Glioblastoma multiforme (GBM) is an aggressive malignant brain tumor with poor prognosis. Like other difficult-to-treat cancers, GBM utilizes glucose (glycolysis) at a high rate (the Warburg effect), but can adapt to stresses or starvation by using alternatives, including fatty acids or amino acids, as mitochondrial substrates. The unique features of GBM-specific metabolism may serve as novel therapeutic targets. Temozolomide (TMZ), along with surgery and radiation, are current standards for treating GBM. TMZ induces DNA damage, resulting in cell cycle arrest, and apoptosis. However, GBM can overcome TMZ by activating DNA repair enzymes. Our hypothesis is that combining TMZ with metabolic disrupting agents will potentiate TMZ cytotoxicity. To test this hypothesis, C6 (rat) and 263 (human) GBM cell lines were treated TMZ, with or without inhibitors of fatty acid oxidation or autophagy.

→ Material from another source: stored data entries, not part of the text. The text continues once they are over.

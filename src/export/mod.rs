//! Encrypted history export pipeline.
//!
//! Merchants bootstrap a new platform account by exporting their existing
//! order and product history. The export payload crosses the public
//! internet, so it is authenticated-encrypted under a key derived from the
//! account's pre-shared secret token.
//!
//! # Wire layout
//!
//! The envelope is a raw byte string with fixed offsets and no length
//! prefix:
//!
//! ```text
//! nonce (12 bytes, random) ‖ ciphertext (N bytes) ‖ auth tag (16 bytes)
//! ```
//!
//! The consumer recovers the parts by position: first 12 bytes are the
//! AES-256-GCM nonce, last 16 bytes the authentication tag, everything in
//! between the ciphertext. The key on both sides is
//! `SHA3-256(base64_decode(secret_token))`.
//!
//! # Skip semantics
//!
//! An account with no secret token has nothing to export: [`export`]
//! returns an EMPTY envelope rather than an error, and the history
//! operation treats that as "export skipped", a success.
//!
//! # Examples
//!
//! ```
//! use recotag::{dto::Product, export, serialize::Taggable};
//!
//! let product = Product::new(1, "Test Product", "https://shop.example.com/p/1");
//! let items: Vec<&dyn Taggable> = vec![&product];
//!
//! let secret = "c2hhcmVkLXNlY3JldC10b2tlbg==";
//! let envelope = export::export(secret, items.iter().copied())?;
//! assert!(envelope.len() > 28); // nonce + tag + at least some ciphertext
//!
//! let plaintext = export::decrypt(secret, &envelope)?;
//! assert!(plaintext.contains("\"product_id\":1"));
//! # Ok::<(), recotag::error::SdkError>(())
//! ```

use aes_gcm::{
    Aes256Gcm, Key, Nonce,
    aead::{Aead, AeadCore, KeyInit, OsRng},
};
use base64::Engine;
use sha3::{Digest, Sha3_256};
use zeroize::Zeroizing;

use crate::{
    error::{Result, SdkError},
    serialize::{Taggable, json},
};

/// Nonce length in bytes, prepended to the envelope.
pub const NONCE_LEN: usize = 12;

/// Authentication tag length in bytes, appended to the envelope.
pub const TAG_LEN: usize = 16;

/// Serializes and encrypts a collection for history export.
///
/// The collection is serialized with the JSON object serializer (so the
/// plaintext is the same deterministic document [`json::serialize_collection`]
/// produces) and sealed with AES-256-GCM under a fresh random nonce.
///
/// An empty `secret_token` yields an empty envelope: the caller treats
/// that as "export skipped", not a failure.
///
/// # Errors
///
/// Returns [`SdkError::CryptoError`] if the token is not valid base64 or
/// encryption fails, and serialization errors from the underlying
/// serializer.
pub fn export<'a, I>(secret_token: &str, collection: I) -> Result<Vec<u8>>
where
    I: IntoIterator<Item = &'a dyn Taggable>,
{
    if secret_token.is_empty() {
        return Ok(Vec::new());
    }

    let key = derive_key(secret_token)?;
    let plaintext = json::serialize_collection(collection)?;

    let cipher = Aes256Gcm::new(Key::<Aes256Gcm>::from_slice(key.as_ref()));
    let nonce = Aes256Gcm::generate_nonce(&mut OsRng);
    let sealed = cipher
        .encrypt(&nonce, plaintext.as_bytes())
        .map_err(|e| SdkError::CryptoError(format!("export encryption failed: {e}")))?;

    let mut envelope = Vec::with_capacity(NONCE_LEN + sealed.len());
    envelope.extend_from_slice(&nonce);
    envelope.extend_from_slice(&sealed);
    Ok(envelope)
}

/// Decrypts an export envelope, mirroring the server-side consumer.
///
/// Splits the envelope at its fixed offsets (first [`NONCE_LEN`] bytes,
/// trailing [`TAG_LEN`] bytes implied by the AEAD) and returns the JSON
/// plaintext.
///
/// # Errors
///
/// Returns [`SdkError::CryptoError`] when the token is empty or invalid,
/// the envelope is shorter than nonce + tag, or authentication fails
/// (wrong key or tampered bytes).
pub fn decrypt(secret_token: &str, envelope: &[u8]) -> Result<String> {
    if secret_token.is_empty() {
        return Err(SdkError::CryptoError("export secret token is empty".to_owned()));
    }
    if envelope.len() < NONCE_LEN + TAG_LEN {
        return Err(SdkError::CryptoError(format!(
            "export envelope too short: {} bytes, need at least {}",
            envelope.len(),
            NONCE_LEN + TAG_LEN
        )));
    }

    let key = derive_key(secret_token)?;
    let (nonce, sealed) = envelope.split_at(NONCE_LEN);

    let cipher = Aes256Gcm::new(Key::<Aes256Gcm>::from_slice(key.as_ref()));
    let plaintext = cipher
        .decrypt(Nonce::from_slice(nonce), sealed)
        .map_err(|e| SdkError::CryptoError(format!("export decryption failed: {e}")))?;

    String::from_utf8(plaintext)
        .map_err(|e| SdkError::CryptoError(format!("decrypted payload is not UTF-8: {e}")))
}

/// Derives the 256-bit AEAD key from the account's secret token.
///
/// The token is issued base64-encoded; the key is the SHA3-256 digest of
/// its decoded bytes. Both the decoded token and the derived key are
/// zeroized when dropped.
fn derive_key(secret_token: &str) -> Result<Zeroizing<[u8; 32]>> {
    let raw = Zeroizing::new(
        base64::engine::general_purpose::STANDARD.decode(secret_token).map_err(|e| {
            SdkError::CryptoError(format!("export secret token is not valid base64: {e}"))
        })?,
    );

    let mut key = Zeroizing::new([0u8; 32]);
    key.copy_from_slice(Sha3_256::digest(raw.as_slice()).as_slice());
    Ok(key)
}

Treated cells were stained and analyzed by flow cytometry for mitochondrial membrane potential (ΔΨ); uncoupling protein 2 (UCP2); Fas (CD95) and FasL (CD178); LC3A/B, detecting autophagy; and for DNA damage quantification. Explanted human GBM was stained for UCP2. We found that C6, 263, and explanted GBM tissue express significant levels of UCP2. In C6, etomoxir increased ΔΨ and decreased UCP2 expression. As predicted, etomoxir enhanced TMZ-induced DNA damage and the combination treatment elicited a greater response. Each treatment altered Fas and FasL expression, but the combination of etomoxir plus TMZ were necessary to achieve significant differences. Interestingly, we observed one high and one relatively low population of cells with regard to LC3A/B. However, treatment with etomoxir caused the largest increase in accumulation of LC3A/B, an indicator of autophagy. Finally, we determined the optimum combinations of combined drugs to achieve the greatest level of toxicity. We demonstrate that combination treatment using TMZ with metabolic inhibitors potentiates the effectiveness of TMZ on GBM.